In 2008, Bertram Hayes-Davis, the great-great grandson of Jefferson Davis, recreated the 1861 swearing-in ceremony of his grandfather as Confederate President in Montgomery, Alabama. He told reporters:
“I stand here representing a family that is very proud of their ancestor.”
Jefferson Finis Davis was born on June 3, 1808, in Christian County later Todd County, in the horse racing (Derby State) of Kentucky.
His grandfather was a colonist from Wales, living in Virginia and Maryland, and rendering important public service to those southern colonies.
The time is long overdue to teach our children not only the historical facts about Abraham Lincoln, but also those about Jefferson Davis. Please allow me to give you a few facts about Davis.
Jefferson Davis, the first and only President of the Confederate States of America, was a strong Unionist and defender of the United States Constitution. Our founding Fathers believed in the sovereignty of the states and so did Jefferson Davis.
Here are a few of his many accomplishments:
- Graduate of United States Military Academy at West Point.
- Fought valiantly in the War with Mexico.
- United States Senator.
- Secretary of War under President Franklin Pierce.
- First to suggest the transcontinental railroad to link the Atlantic and Pacific Oceans, first to suggest the Panama Canal Zone and suggested the purchase of Cuba.
To better understand Davis, you and your family should visit “Beauvoir” on the Mississippi Gulf Coast in Biloxi. This was the last home to Jefferson Davis and where he wrote his famous book, “The Rise and Fall of the Confederate Government.” You can read more information about Beauvoir at: (Link)

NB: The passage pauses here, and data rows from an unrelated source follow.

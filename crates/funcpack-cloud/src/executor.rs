use std::path::Path;
use std::process::Stdio;

use secrecy::{ExposeSecret, SecretString};
use tokio::io::{AsyncBufReadExt, BufReader};
use tokio::sync::mpsc;

use crate::event::DeployEvent;

/// Environment variable carrying the bearer token to the deploy command.
pub const TOKEN_ENV: &str = "FUNCPACK_TOKEN";

const EVENT_BUFFER: usize = 32;

/// Abstraction over the platform upload for testability.
///
/// Production code uses [`CommandExecutor`], tests use mockall-generated mocks.
#[allow(async_fn_in_trait)]
pub trait DeployExecutor: Send + Sync {
    /// Start deploying `dir` and return its event sequence.
    ///
    /// The receiver closes when the remote side stops sending events.
    async fn open(
        &self,
        dir: &Path,
        token: &SecretString,
    ) -> Result<mpsc::Receiver<DeployEvent>, ExecutorError>;
}

/// Runs the configured platform CLI with the output directory as its last
/// argument and reads JSON event lines from its stdout.
pub struct CommandExecutor {
    command: Vec<String>,
}

impl CommandExecutor {
    pub fn new(command: Vec<String>) -> Self {
        Self { command }
    }
}

impl DeployExecutor for CommandExecutor {
    async fn open(
        &self,
        dir: &Path,
        token: &SecretString,
    ) -> Result<mpsc::Receiver<DeployEvent>, ExecutorError> {
        let (program, args) = self.command.split_first().ok_or(ExecutorError::EmptyCommand)?;

        tracing::info!(program = %program, dir = %dir.display(), "starting deploy command");
        let mut child = tokio::process::Command::new(program)
            .args(args)
            .arg(dir)
            .env(TOKEN_ENV, token.expose_secret())
            .stdin(Stdio::null())
            .stdout(Stdio::piped())
            .stderr(Stdio::inherit())
            .kill_on_drop(true)
            .spawn()
            .map_err(|e| ExecutorError::Spawn {
                program: program.clone(),
                source: e,
            })?;

        let stdout = child.stdout.take().ok_or(ExecutorError::NoStdout)?;
        let (tx, rx) = mpsc::channel(EVENT_BUFFER);
        let program = program.clone();

        tokio::spawn(async move {
            let mut lines = BufReader::new(stdout).lines();
            loop {
                let line = match lines.next_line().await {
                    Ok(Some(line)) => line,
                    Ok(None) => break,
                    Err(e) => {
                        tracing::warn!(program = %program, error = %e, "deploy output unreadable");
                        break;
                    }
                };
                if line.trim().is_empty() {
                    continue;
                }
                let event = match DeployEvent::parse(&line) {
                    Ok(event) => event,
                    Err(e) => {
                        tracing::debug!(target: "funcpack::tool", error = %e, "{line}");
                        continue;
                    }
                };
                if tx.send(event).await.is_err() {
                    tracing::debug!("deploy event receiver closed");
                    return;
                }
            }

            match child.wait().await {
                Ok(status) if status.success() => {
                    tracing::debug!(program = %program, "deploy command exited");
                }
                Ok(status) => {
                    let event = DeployEvent::Error {
                        message: format!("`{program}` exited with {status}"),
                    };
                    if tx.send(event).await.is_err() {
                        tracing::debug!("deploy event receiver closed");
                    }
                }
                Err(e) => tracing::warn!(program = %program, error = %e, "failed to wait for deploy command"),
            }
        });

        Ok(rx)
    }
}

#[derive(Debug, thiserror::Error)]
pub enum ExecutorError {
    #[error("deploy command is empty; set [deploy] command in funcpack.toml")]
    EmptyCommand,

    #[error("deploy command `{program}` could not be started")]
    Spawn {
        program: String,
        source: std::io::Error,
    },

    #[error("deploy command stdout was not captured")]
    NoStdout,
}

Jefferson Davis’ last marriage is said to have been a very good one to Varina, who gave her husband two sons and two daughters (Jefferson, Margaret, Winnie and Billy). One child was killed by an accidental fall at the Confederate White House in Richmond, Virginia, in 1864, and an abused black child named Jim Limber was adopted by the Davis’. In 1865, Jim was forcibly removed by Union soldiers and never seen again. It is said that the Davis children were crying at the scene and poor Jim was kicking and not making it easy for his abductors. After the War Between the States, Jefferson Davis tried to locate the whereabouts of Jim Limber, but was not successful. The Davis family prayed that Jim was well and did well in his life.
There are few people who have touched so many as did Jefferson Davis. His funeral services were attended by tens of thousands of mourners. Milo Cooper, a former servant, traveled all the way from Florida to pay his last respects. It is written that, upon entering Davis’ sick room, Cooper burst into tears and threw himself on his knees in prayer that God would spare the life of his old master and bless Davis family. Davis was first buried in New Orleans but later was removed to the Hollywood Cemetery in Richmond, Virginia.
The answer to the question, “What is the largest monument to an American?” is:
The Jefferson Davis National Highway, which begins in Washington, D.C., and covers 3,417 miles as it passes through 173 counties and 13 states.
The success of the Davis Highway is attributable to the dedicated work of the United Daughters of the Confederacy (UDC).